Tuta absoluta sur tomate l'appui du trichogramme

Julien Séguret*, Jacques Frandon* et Philippe Lespinasse** - Phytoma - n°642 - mars 2011 - page 26

Les essais de 2010 permettent de proposer une stratégie de lutte biologique associant un miride prédateur et un trichogramme parasitoïde
 ph. J. Séguret

ph. J. Séguret

Ci-contre, serre ravagée par Tuta absoluta, en France. En médaillon en haut de page, gros plan sur une feuille de tomate minée avec une chenille de T. absoluta.

Ci-contre, serre ravagée par Tuta absoluta, en France. En médaillon en haut de page, gros plan sur une feuille de tomate minée avec une chenille de T. absoluta.

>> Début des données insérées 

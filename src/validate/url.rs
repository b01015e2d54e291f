//! URL syntax validation (§4.C). A pragmatic scheme/host check rather than full RFC 3986
//! conformance, matching the level of rigor the rest of the field validators aim for.
use crate::entry::{Severity, ValidationResult};

pub fn validate_url(value: &str) -> ValidationResult {
    let trimmed = value.trim();
    let rest = trimmed
        .strip_prefix("https://")
        .or_else(|| trimmed.strip_prefix("http://"));
    match rest {
        Some(rest) if !rest.is_empty() && rest.chars().next().is_some_and(|c| c != '/') => {
            ValidationResult::ok("url", value)
        }
        _ => ValidationResult::invalid(
            "url",
            Some(value.to_owned()),
            Severity::Error,
            "URL must start with http:// or https:// and include a host",
        ),
    }
}

#[cfg(test)]
mod tests {
    use super::*;

    #[test]
    fn accepts_a_well_formed_url() {
        assert!(validate_url("https://example.com/paper.pdf").valid);
    }

    #[test]
    fn rejects_missing_scheme() {
        assert!(!validate_url("example.com").valid);
    }

    #[test]
    fn rejects_empty_host() {
        assert!(!validate_url("https://").valid);
    }
}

Ci-dessous, forts dégâts sur plants en serres de tomates Photos : J. Séguret

Ci-dessous, forts dégâts sur plants en serres de tomates Photos : J. Séguret

Face à l'installation en France de la mineuse de la tomate Tuta absoluta et à sa nuisibilité, la lutte biologique à l'aide d'insectes auxiliaires a un rôle à jouer dans les cultures de tomate sous abris, hors-sol ou sur sol. Ceci en agriculture biologique mais aussi en PBI (protection biologique intégrée). Les mirides (Macrolophus sp., etc.), auxiliaires prédateurs généralistes qui sont déjà lâchés dans les serres pour maîtriser d'autres ravageurs, ne dédaignent pas Tuta. Mais l'appui d'un auxiliaire spécifique parasitoïde est le bienvenu. Voici le résultat d'essais menés dans le Sud de la France en 2010 avec un tel auxiliaire, le trichogramme Trichogramma achaeae. Ils permettent de proposer des stratégies pour 2011

S'il n'est pas efficacement contrôlé dès son arrivée dans une serre de tomates, le ravageur microlépidoptère Tuta absoluta (Meyrick) (Lepidoptera : Gelechiidae) peut engendrer des dégâts considérables allant jusqu'à la perte totale de la culture (photos).

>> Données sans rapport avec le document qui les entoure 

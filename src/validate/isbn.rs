//! ISBN-10 / ISBN-13 checksum validation (§4.C).
use crate::entry::{Severity, ValidationResult};

fn digits_and_hyphens_ok(raw: &str) -> bool {
    raw.chars().all(|c| c.is_ascii_digit() || c == '-' || c == ' ' || c == 'X' || c == 'x')
}

fn strip_separators(raw: &str) -> String {
    raw.chars().filter(|c| !c.is_whitespace() && *c != '-').collect()
}

fn isbn10_checksum_ok(digits: &str) -> bool {
    if digits.len() != 10 {
        return false;
    }
    let mut sum = 0i32;
    for (i, c) in digits.chars().enumerate() {
        let value = if i == 9 && (c == 'X' || c == 'x') {
            10
        } else if let Some(d) = c.to_digit(10) {
            d as i32
        } else {
            return false;
        };
        sum += (10 - i as i32) * value;
    }
    sum % 11 == 0
}

fn isbn13_checksum_ok(digits: &str) -> bool {
    if digits.len() != 13
        || !digits.bytes().all(|b| b.is_ascii_digit())
        || !(digits.starts_with("978") || digits.starts_with("979"))
    {
        return false;
    }
    let mut sum = 0i32;
    for (i, c) in digits.chars().enumerate() {
        let d = c.to_digit(10).unwrap() as i32;
        sum += if i % 2 == 0 { d } else { 3 * d };
    }
    sum % 10 == 0
}

/// Validate an ISBN field value (§4.C). Accepts ISBN-10 or ISBN-13, with or without hyphens.
pub fn validate_isbn(value: &str) -> ValidationResult {
    if !digits_and_hyphens_ok(value) {
        return ValidationResult::invalid(
            "isbn",
            Some(value.to_owned()),
            Severity::Error,
            "ISBN contains characters outside digits, hyphens, and a trailing X",
        );
    }
    let digits = strip_separators(value).to_ascii_uppercase();
    let ok = match digits.len() {
        10 => isbn10_checksum_ok(&digits),
        13 => isbn13_checksum_ok(&digits),
        _ => false,
    };
    if ok {
        ValidationResult::ok("isbn", value)
    } else {
        ValidationResult::invalid(
            "isbn",
            Some(value.to_owned()),
            Severity::Error,
            "ISBN checksum does not match",
        )
    }
}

Deux principaux auxiliaires sont actuellement utilisés en lutte intégrée sous serres en France contre cette mineuse de la tomate :

– des mirides, en particulier Macrolophus caliginosus (Wagner) (Heteroptera : Miridae) ; ces prédateurs généralistes étaient déjà lâchés dans les serres, où ils peuvent se maintenir toute une saison de production, pour maîtriser divers ravageurs, acariens et surtout aleurodes ; ils consomment aussi T. absoluta ;

– des trichogrammes Trichogramma achaeae (Nagaraja & Nagarkatti) (Hymenoptera : Trichogrammatidae) ; ces parasitoïdes parasitent les œufs du ravageur sans s'installer durablement (la génération issue des œufs de T. absoluta parasités ne se maintient pas)(1).

Méthode de suivi

15 sites dans trois départements

La société Biotop, filiale du groupe InVivo, et la Coopérative agricole Provence-Languedoc (CAPL) ont testé conjointement au printempsété 2010 une stratégie d'usage de ces deux auxiliaires pour lutter contre T. absoluta.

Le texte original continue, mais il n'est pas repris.